Court Opinion

ID: 7072228
Source: CourtListenerOpinion
Date Created: 2022-07-24 07:55:26.92914+00
Date Added: 2024-06-11T16:12:38.338556
License: Public Domain

HOFFMAN, Judge,
dissenting.
I must respectfully dissent from the majority's decision that the trial court properly granted Garland Hick's petition for post-conviction relief. The trial court's final two Findings of Fact and its Conclusion of Law clearly demonstrate that the court relied upon its judicial knowledge of the evidence of witness Aurelius James Allen's credibility gleaned from the subsequent trials of Dirk Webster and Allen in reaching its decision to grant Hick's petition for post-conviction relief:
*1282"T. The Court takes judicial knowledge of the fact that witness Alien, in subsequently testifying against co-defendant Dirk Webster in this cause (guilty verdicts reversed in 413 NE 2d 898) claimed he had no recollection of the events of the night of the murder of Betty De-Bowles and Robin Thomas and that he did not remember making statements implicating any of the co-defendants including petitioner Garland Hicks. However, in the retrial of that cause witness Allien testified basically as he did in the trial of Garland Hicks. Dirk Webster was convicted a second time. Said conviction was affirmed by Indiana Supreme Court 442 NE 2d 1035. However, subsequently that decision was reversed by the 7th Circuit Court of Appeals and Dirk Webster was released from the Indiana Department of Corrections.
8. The Court further takes judicial knowledge of the fact that witness Allen was subsequently convicted of one count of Murder and a second count of Attempted Murder (affirmed by the Indiana Supreme Court 496 NE 2d 53) resulting from a drug transaction and where the murder victim was in no way involved in said transaction but was killed because she happened to be present at the time. (This is similar to the situation of victim Betty DeBowles in the case before the Court).
CONCLUSION OF LAW
The Court realizes that in paragraphs seven (7) and eight (8) of its Findings of Facts the Court has gone beyond the issues that could have been presented by the Petitioner in his Petition. However, the Court believes in reviewing the totality of the record in all four (4) trials in this cause and the pre-trial and post-trial hearings, coupled with the subsequent conviction of Allen as above set forth that there is a serious question regarding the credibility of witness Allen and that there exists a reasonable doubt of Petitioner's guilt.
WHEREFORE, the Court grants Petitioner's Post-Conviction Relief, vacates the guilty verdict rendered herein, and grants Petitioner a new trial."

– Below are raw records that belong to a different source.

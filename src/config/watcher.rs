//! Log-control file watcher for hot reload.

use std::ffi::OsString;
use std::path::{Path, PathBuf};
use std::time::Duration;
use notify::{Watcher, RecursiveMode, Event, RecommendedWatcher, Config};
use tokio::sync::mpsc;

/// Entry that Kubernetes volume updates swap instead of touching the file.
const ATOMIC_DATA_LINK: &str = "..data";

/// A watcher that monitors the log-control file for changes.
///
/// The parent directory is watched rather than the file, so a file that is
/// replaced by rename or symlink swap keeps being tracked.
pub struct LogControlWatcher {
    path: PathBuf,
    change_tx: mpsc::UnboundedSender<()>,
}

impl LogControlWatcher {
    /// Create a new LogControlWatcher.
    ///
    /// Returns the watcher and a receiver that yields one message per change.
    pub fn new(path: &Path) -> (Self, mpsc::UnboundedReceiver<()>) {
        let (change_tx, change_rx) = mpsc::unbounded_channel();

        (Self {
            path: path.to_path_buf(),
            change_tx,
        }, change_rx)
    }

    /// Start watching the file in a background thread.
    ///
    /// The returned handle must be kept alive for as long as events are wanted.
    pub fn run(self) -> Result<RecommendedWatcher, notify::Error> {
        let tx = self.change_tx.clone();
        let file_name = self
            .path
            .file_name()
            .map(|name| name.to_os_string())
            .ok_or_else(|| notify::Error::path_not_found().add_path(self.path.clone()))?;
        let directory = match self.path.parent() {
            Some(parent) if !parent.as_os_str().is_empty() => parent.to_path_buf(),
            _ => PathBuf::from("."),
        };

        let mut watcher = RecommendedWatcher::new(move |res: notify::Result<Event>| {
            match res {
                Ok(event) => {
                    let changed = event.kind.is_modify() || event.kind.is_create();
                    if changed && touches(&event, &file_name) {
                        tracing::info!("Log control file change detected");
                        let _ = tx.send(());
                    }
                }
                Err(e) => tracing::error!("Watch error: {:?}", e),
            }
        }, Config::default().with_poll_interval(Duration::from_secs(2)))?;

        watcher.watch(&directory, RecursiveMode::NonRecursive)?;

        tracing::info!(path = ?self.path, "Log control watcher started");
        Ok(watcher)
    }
}

fn touches(event: &Event, file_name: &OsString) -> bool {
    event.paths.iter().any(|path| match path.file_name() {
        Some(name) => name == file_name.as_os_str() || name == ATOMIC_DATA_LINK,
        None => false,
    })
}

#[cfg(test)]
mod tests {
    use super::*;

    async fn next_change(rx: &mut mpsc::UnboundedReceiver<()>) -> bool {
        matches!(tokio::time::timeout(Duration::from_secs(5), rx.recv()).await, Ok(Some(())))
    }

    fn drain(rx: &mut mpsc::UnboundedReceiver<()>) {
        while rx.try_recv().is_ok() {}
    }

    #[test]
    fn test_missing_directory_cannot_be_watched() {
        let (watcher, _rx) = LogControlWatcher::new(Path::new("/nonexistent/logcontrol.json"));
        assert!(watcher.run().is_err());
    }

    #[tokio::test]
    async fn test_modification_is_reported() {
        let dir = tempfile::tempdir().unwrap();
        let path = dir.path().join("logcontrol.json");
        std::fs::write(&path, "[]").unwrap();

        let (watcher, mut rx) = LogControlWatcher::new(&path);
        let _handle = watcher.run().unwrap();

        std::fs::write(&path, r#"[{"severity":"debug","container":"x"}]"#).unwrap();

        assert!(next_change(&mut rx).await);
    }

    #[tokio::test]
    async fn test_changes_after_replacement_are_reported() {
        let dir = tempfile::tempdir().unwrap();
        let path = dir.path().join("logcontrol.json");
        std::fs::write(&path, "[]").unwrap();

        let (watcher, mut rx) = LogControlWatcher::new(&path);
        let _handle = watcher.run().unwrap();

        let staged = dir.path().join("logcontrol.json.tmp");
        std::fs::write(&staged, r#"[{"severity":"debug","container":"x"}]"#).unwrap();
        std::fs::rename(&staged, &path).unwrap();
        assert!(next_change(&mut rx).await);

        tokio::time::sleep(Duration::from_millis(100)).await;
        drain(&mut rx);

        std::fs::write(&path, r#"[{"severity":"error","container":"x"}]"#).unwrap();
        assert!(next_change(&mut rx).await);
    }

    #[tokio::test]
    async fn test_unrelated_files_are_ignored() {
        let dir = tempfile::tempdir().unwrap();
        let path = dir.path().join("logcontrol.json");
        std::fs::write(&path, "[]").unwrap();

        let (watcher, mut rx) = LogControlWatcher::new(&path);
        let _handle = watcher.run().unwrap();

        std::fs::write(dir.path().join("other.json"), "{}").unwrap();
        tokio::time::sleep(Duration::from_millis(300)).await;

        assert!(rx.try_recv().is_err());
    }
}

Contrary to the contention of the majority, it is a well-settled rule of law that a trial court may not take judicial notice of its own records before the court even on a related subject with related parties. (Emphasis added.) Hutchinson v. State (1985), Ind., 477 N.E.2d 850, 854; Szymenski v. State (1986), Ind. App., 500 N.E.2d 213, 215. The majority's reliance on this Court's decision in Young v. State (1980), Ind.App., 413 N.E.2d 1083, to justify the trial court's actions here is misplaced. The majority opinion's quotation from the Young opinion states only that the court can take judicial notice of its own records "in the present litigation" or of records from "earlier determinations involving the same parties which are vital to the determination of the present action." 413 N.E.2d at 1086. The records of Allen's testimony in Dirk Webster's trial and records of Allen's subsequent conviction were not part of the "present - litigation" - involving Garland Hicks' post-conviction relief petition, nor were they records from "earlier determinations involving the same parties." I cannot agree with the majority's contention that, because Dirk Webster was charged in the same indictment as Hicks and tried four months later under the same cause number as Hicks, the records of Webster's trial were the Hicks court's "own records" and involved the "same parties." To claim that this Court's decision in Young, supra, justifies such a conclusion is, in my opinion, a serious mischaracterization of the clear language in that opinion and contrary to the well-settled rule that a trial court may not take judicial notice of its own records in another matter.
Since the trial court improperly based its decision to grant Hicks' petition for post-conviction relief on its judicial notice of evidence of witness Allen's credibility taken from the trials of Webster and Allen, I would reverse the trial court's ruling granting Hicks' petition.